-------- Task inputs --------

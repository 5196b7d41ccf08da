//! Configuration loading and constants.
//!
//! Configuration is layered: built-in defaults, then an optional TOML file, then
//! environment variables (`PORT`, `DB_HOST`, `DB_PORT`, `DB_USER`, `DB_PASSWORD`,
//! `DB_NAME`). The result is an immutable `AppConfig` built once at startup and
//! handed to the components that need it.

use const_format::formatcp;
use serde::Deserialize;
use std::net::{IpAddr, SocketAddr};
use std::path::Path;

// =============================================================================
// Routes and Query
// =============================================================================

/// Route serving the chart records
pub const CHART_DATA_PATH: &str = "/api/chart-data";

/// Liveness probe route
pub const HEALTH_PATH: &str = "/health";

/// Externally owned table the records are projected from
pub const RECORDS_TABLE: &str = "template_data";

/// Fixed query. Column order must match the field order of `Record`; the casts
/// let `integer` and `bigint` columns both decode into `i64`.
pub const SELECT_RECORDS: &str = formatcp!(
    "SELECT id::int8 AS id, name, value::int8 AS value FROM {} ORDER BY id",
    RECORDS_TABLE
);

// =============================================================================
// CORS Header Values
// =============================================================================

pub const CORS_ALLOW_ORIGIN: &str = "*";
pub const CORS_ALLOW_METHODS: &str = "GET, POST, OPTIONS";
pub const CORS_ALLOW_HEADERS: &str = "Content-Type, Authorization";

// =============================================================================
// Environment Variables
// =============================================================================

pub const ENV_PORT: &str = "PORT";
pub const ENV_DB_HOST: &str = "DB_HOST";
pub const ENV_DB_PORT: &str = "DB_PORT";
pub const ENV_DB_USER: &str = "DB_USER";
pub const ENV_DB_PASSWORD: &str = "DB_PASSWORD";
pub const ENV_DB_NAME: &str = "DB_NAME";

// =============================================================================
// Defaults
// =============================================================================

/// Default bind address for the HTTP listener
pub const DEFAULT_HTTP_HOST: &str = "0.0.0.0";

/// Default HTTP port when neither `PORT` nor the config file sets one
pub const DEFAULT_HTTP_PORT: u16 = 8080;

/// Upper bound on pooled database connections
pub const DEFAULT_DB_MAX_CONNECTIONS: u32 = 10;

/// Seconds a request waits for a pooled connection before failing
pub const DEFAULT_DB_ACQUIRE_TIMEOUT_SECS: u64 = 5;

/// Default log filter when RUST_LOG is not set
pub const DEFAULT_LOG_FILTER: &str = "chart_data_server=debug,sqlx=warn";

#[derive(Debug, Clone, Default, Deserialize)]
pub struct AppConfig {
    /// HTTP server configuration
    #[serde(default)]
    pub http: HttpServerConfig,
    /// Database connection and pool settings
    #[serde(default)]
    pub database: DatabaseConfig,
    /// Logging configuration
    #[serde(default)]
    pub logging: LoggingConfig,
}

/// HTTP server configuration
#[derive(Debug, Clone, Deserialize)]
pub struct HttpServerConfig {
    #[serde(default = "HttpServerConfig::default_host")]
    pub host: String,
    #[serde(default = "HttpServerConfig::default_port")]
    pub port: u16,
}

impl Default for HttpServerConfig {
    fn default() -> Self {
        Self {
            host: Self::default_host(),
            port: Self::default_port(),
        }
    }
}

impl HttpServerConfig {
    fn default_host() -> String {
        DEFAULT_HTTP_HOST.to_string()
    }

    fn default_port() -> u16 {
        DEFAULT_HTTP_PORT
    }

    /// Listen address. `host` must be an IPv4 or IPv6 literal.
    pub fn socket_addr(&self) -> Result<SocketAddr, ConfigError> {
        let ip: IpAddr = self.host.trim().parse().map_err(|_| {
            ConfigError::Validation(format!(
                "http.host must be an IP address, got {:?}",
                self.host
            ))
        })?;
        Ok(SocketAddr::new(ip, self.port))
    }
}

/// PostgreSQL connection settings.
///
/// Connection fields left unset fall through to the driver's own defaults
/// (`PGHOST`, `PGPORT`, ... then `localhost:5432`).
#[derive(Debug, Clone, Deserialize)]
pub struct DatabaseConfig {
    pub host: Option<String>,
    pub port: Option<u16>,
    pub user: Option<String>,
    pub password: Option<String>,
    /// Database name
    pub name: Option<String>,
    /// Maximum pooled connections (default: 10)
    #[serde(default = "DatabaseConfig::default_max_connections")]
    pub max_connections: u32,
    /// Pool acquisition timeout in seconds (default: 5)
    #[serde(default = "DatabaseConfig::default_acquire_timeout")]
    pub acquire_timeout_seconds: u64,
}

impl Default for DatabaseConfig {
    fn default() -> Self {
        Self {
            host: None,
            port: None,
            user: None,
            password: None,
            name: None,
            max_connections: Self::default_max_connections(),
            acquire_timeout_seconds: Self::default_acquire_timeout(),
        }
    }
}

impl DatabaseConfig {
    fn default_max_connections() -> u32 {
        DEFAULT_DB_MAX_CONNECTIONS
    }

    fn default_acquire_timeout() -> u64 {
        DEFAULT_DB_ACQUIRE_TIMEOUT_SECS
    }

    /// Human-readable connection target for logs. Never includes the password.
    pub fn target(&self) -> String {
        format!(
            "{}@{}:{}/{}",
            self.user.as_deref().unwrap_or("<default>"),
            self.host.as_deref().unwrap_or("<default>"),
            self.port
                .map(|p| p.to_string())
                .unwrap_or_else(|| "<default>".to_string()),
            self.name.as_deref().unwrap_or("<default>"),
        )
    }
}

/// Log output format
#[derive(Debug, Clone, Copy, Default, PartialEq, Eq, Deserialize)]
#[serde(rename_all = "lowercase")]
pub enum LogFormat {
    /// Human-readable lines
    #[default]
    Text,
    /// One JSON object per event
    Json,
}

/// Logging configuration
#[derive(Debug, Clone, Default, Deserialize)]
pub struct LoggingConfig {
    #[serde(default)]
    pub format: LogFormat,
}

impl AppConfig {
    /// Load configuration from an optional TOML file and the process environment.
    pub fn load<P: AsRef<Path>>(path: Option<P>) -> Result<Self, ConfigError> {
        Self::load_with_env(path, |key| std::env::var(key).ok())
    }

    /// Load configuration using `env` to look up environment variables.
    pub fn load_with_env<P, F>(path: Option<P>, env: F) -> Result<Self, ConfigError>
    where
        P: AsRef<Path>,
        F: Fn(&str) -> Option<String>,
    {
        let mut config: AppConfig = match path {
            Some(path) => {
                let contents = std::fs::read_to_string(path)?;
                toml::from_str(&contents)?
            }
            None => AppConfig::default(),
        };

        // Empty variables count as unset
        let lookup = |key: &str| env(key).filter(|value| !value.is_empty());

        if let Some(port) = lookup(ENV_PORT) {
            config.http.port = parse_port(ENV_PORT, &port)?;
        }
        if let Some(host) = lookup(ENV_DB_HOST) {
            config.database.host = Some(host);
        }
        if let Some(port) = lookup(ENV_DB_PORT) {
            config.database.port = Some(parse_port(ENV_DB_PORT, &port)?);
        }
        if let Some(user) = lookup(ENV_DB_USER) {
            config.database.user = Some(user);
        }
        if let Some(password) = lookup(ENV_DB_PASSWORD) {
            config.database.password = Some(password);
        }
        if let Some(name) = lookup(ENV_DB_NAME) {
            config.database.name = Some(name);
        }

        config.http.socket_addr()?;

        if config.database.max_connections == 0 {
            return Err(ConfigError::Validation(
                "database.max_connections must be at least 1".to_string(),
            ));
        }
        if config.database.acquire_timeout_seconds == 0 {
            return Err(ConfigError::Validation(
                "database.acquire_timeout_seconds must be at least 1".to_string(),
            ));
        }

        Ok(config)
    }
}

fn parse_port(key: &str, value: &str) -> Result<u16, ConfigError> {
    value.trim().parse().map_err(|_| {
        ConfigError::Validation(format!("{} must be a port number, got {:?}", key, value))
    })
}

#[derive(Debug, thiserror::Error)]
pub enum ConfigError {
    #[error("Failed to read config file: {0}")]
    Io(#[from] std::io::Error),
    #[error("Failed to parse config: {0}")]
    Parse(#[from] toml::de::Error),
    #[error("Configuration error: {0}")]
    Validation(String),
}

--------

* Assignment
Set down, exactly as they appear, the lines above from the first one to the line that holds "pub const RECORDS_TABLE: &str", both included, please, and no others.

* Solution below
repository 5196b7d41ccf08da
//! Configuration loading and constants.
//!
//! Configuration is layered: built-in defaults, then an optional TOML file, then
//! environment variables (`PORT`, `DB_HOST`, `DB_PORT`, `DB_USER`, `DB_PASSWORD`,
//! `DB_NAME`). The result is an immutable `AppConfig` built once at startup and
//! handed to the components that need it.

use const_format::formatcp;
use serde::Deserialize;
use std::net::{IpAddr, SocketAddr};
use std::path::Path;

// =============================================================================
// Routes and Query
// =============================================================================

/// Route serving the chart records
pub const CHART_DATA_PATH: &str = "/api/chart-data";

/// Liveness probe route
pub const HEALTH_PATH: &str = "/health";

/// Externally owned table the records are projected from
pub const RECORDS_TABLE: &str = "template_data";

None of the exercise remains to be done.